Problem to work on
Every entry that follows should be written out again exactly.

Information given
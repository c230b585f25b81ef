//! CLI command implementations.
//!
//! Each submodule implements a sandboxer command. Formatting is pure and
//! returns strings; provider and store IO happens only in `run`.

pub mod config;
pub mod create;
pub mod ensure;
pub mod preview;
pub mod start;

use colored::Colorize;
use std::fmt::Write;

use sandboxer::sandbox::{SandboxHandle, SandboxState};

/// Render a handle as a status block with a title line.
pub fn format_sandbox(title: &str, sandbox: &SandboxHandle) -> String {
    let mut out = String::new();
    let _ = writeln!(&mut out, "\n{}", "━".repeat(50).dimmed());
    let _ = writeln!(&mut out, "{}", format!("   {title}").yellow().bold());
    let _ = writeln!(&mut out, "{}", "━".repeat(50).dimmed());

    let id = if sandbox.id.is_empty() {
        "(none)".to_string()
    } else {
        sandbox.id.clone()
    };
    let _ = writeln!(&mut out, "  Sandbox:    {}", id.cyan());

    let state = match sandbox.state {
        SandboxState::Active => "active".green().bold(),
        SandboxState::Stopped | SandboxState::Archived => sandbox.state.to_string().red(),
        SandboxState::Unknown => "unknown".yellow(),
    };
    let _ = writeln!(&mut out, "  State:      {state}");

    if let Some(target) = &sandbox.target {
        let _ = writeln!(&mut out, "  Target:     {}", target.cyan());
    }
    if let Some(created) = sandbox.created_at {
        let _ = writeln!(
            &mut out,
            "  Created:    {}",
            created.format("%Y-%m-%d %H:%M:%S UTC").to_string().cyan()
        );
    }
    for (key, value) in &sandbox.labels {
        let _ = writeln!(&mut out, "  Label:      {}={}", key, value.cyan());
    }

    let _ = writeln!(&mut out, "{}", "━".repeat(50).dimmed());
    out
}

#[cfg(test)]
mod tests {
    use super::*;

    #[test]
    fn test_format_sandbox_shows_id_and_state() {
        let handle = SandboxHandle::new("sb-1", SandboxState::Active);
        let out = format_sandbox("Sandbox Ready", &handle);
        assert!(out.contains("Sandbox Ready"));
        assert!(out.contains("sb-1"));
        assert!(out.contains("active"));
        assert!(!out.contains("Target"));
    }

    #[test]
    fn test_format_sandbox_empty_id() {
        let handle = SandboxHandle::new("", SandboxState::Active);
        let out = format_sandbox("Created", &handle);
        assert!(out.contains("(none)"));
    }

    #[test]
    fn test_format_sandbox_labels() {
        let mut handle = SandboxHandle::new("sb-1", SandboxState::Stopped);
        handle.labels.insert("id".to_string(), "proj-1".to_string());
        let out = format_sandbox("Sandbox", &handle);
        assert!(out.contains("stopped"));
        assert!(out.contains("proj-1"));
    }
}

Answer space
repository c230b585f25b81ef
//! CLI command implementations.
//!
//! Each submodule implements a sandboxer command. Formatting is pure and
//! returns strings; provider and store IO happens only in `run`.

pub mod config;
pub mod create;
pub mod ensure;
pub mod preview;
pub mod start;

use colored::Colorize;
use std::fmt::Write;

use sandboxer::sandbox::{SandboxHandle, SandboxState};

/// Render a handle as a status block with a title line.
pub fn format_sandbox(title: &str, sandbox: &SandboxHandle) -> String {
    let mut out = String::new();
    let _ = writeln!(&mut out, "\n{}", "━".repeat(50).dimmed());
    let _ = writeln!(&mut out, "{}", format!("   {title}").yellow().bold());
    let _ = writeln!(&mut out, "{}", "━".repeat(50).dimmed());

    let id = if sandbox.id.is_empty() {
        "(none)".to_string()
    } else {
        sandbox.id.clone()
    };
    let _ = writeln!(&mut out, "  Sandbox:    {}", id.cyan());

    let state = match sandbox.state {
        SandboxState::Active => "active".green().bold(),
        SandboxState::Stopped | SandboxState::Archived => sandbox.state.to_string().red(),
        SandboxState::Unknown => "unknown".yellow(),
    };
    let _ = writeln!(&mut out, "  State:      {state}");

    if let Some(target) = &sandbox.target {
        let _ = writeln!(&mut out, "  Target:     {}", target.cyan());
    }
    if let Some(created) = sandbox.created_at {
        let _ = writeln!(
            &mut out,
            "  Created:    {}",
            created.format("%Y-%m-%d %H:%M:%S UTC").to_string().cyan()
        );
    }
    for (key, value) in &sandbox.labels {
        let _ = writeln!(&mut out, "  Label:      {}={}", key, value.cyan());
    }

    let _ = writeln!(&mut out, "{}", "━".repeat(50).dimmed());
    out
}

#[cfg(test)]
mod tests {
    use super::*;

    #[test]
    fn test_format_sandbox_shows_id_and_state() {
        let handle = SandboxHandle::new("sb-1", SandboxState::Active);
        let out = format_sandbox("Sandbox Ready", &handle);
        assert!(out.contains("Sandbox Ready"));
        assert!(out.contains("sb-1"));
        assert!(out.contains("active"));
        assert!(!out.contains("Target"));
    }

    #[test]
    fn test_format_sandbox_empty_id() {
        let handle = SandboxHandle::new("", SandboxState::Active);
        let out = format_sandbox("Created", &handle);
        assert!(out.contains("(none)"));
    }

    #[test]
    fn test_format_sandbox_labels() {
        let mut handle = SandboxHandle::new("sb-1", SandboxState::Stopped);
        handle.labels.insert("id".to_string(), "proj-1".to_string());
        let out = format_sandbox("Sandbox", &handle);
        assert!(out.contains("stopped"));
        assert!(out.contains("proj-1"));
    }
}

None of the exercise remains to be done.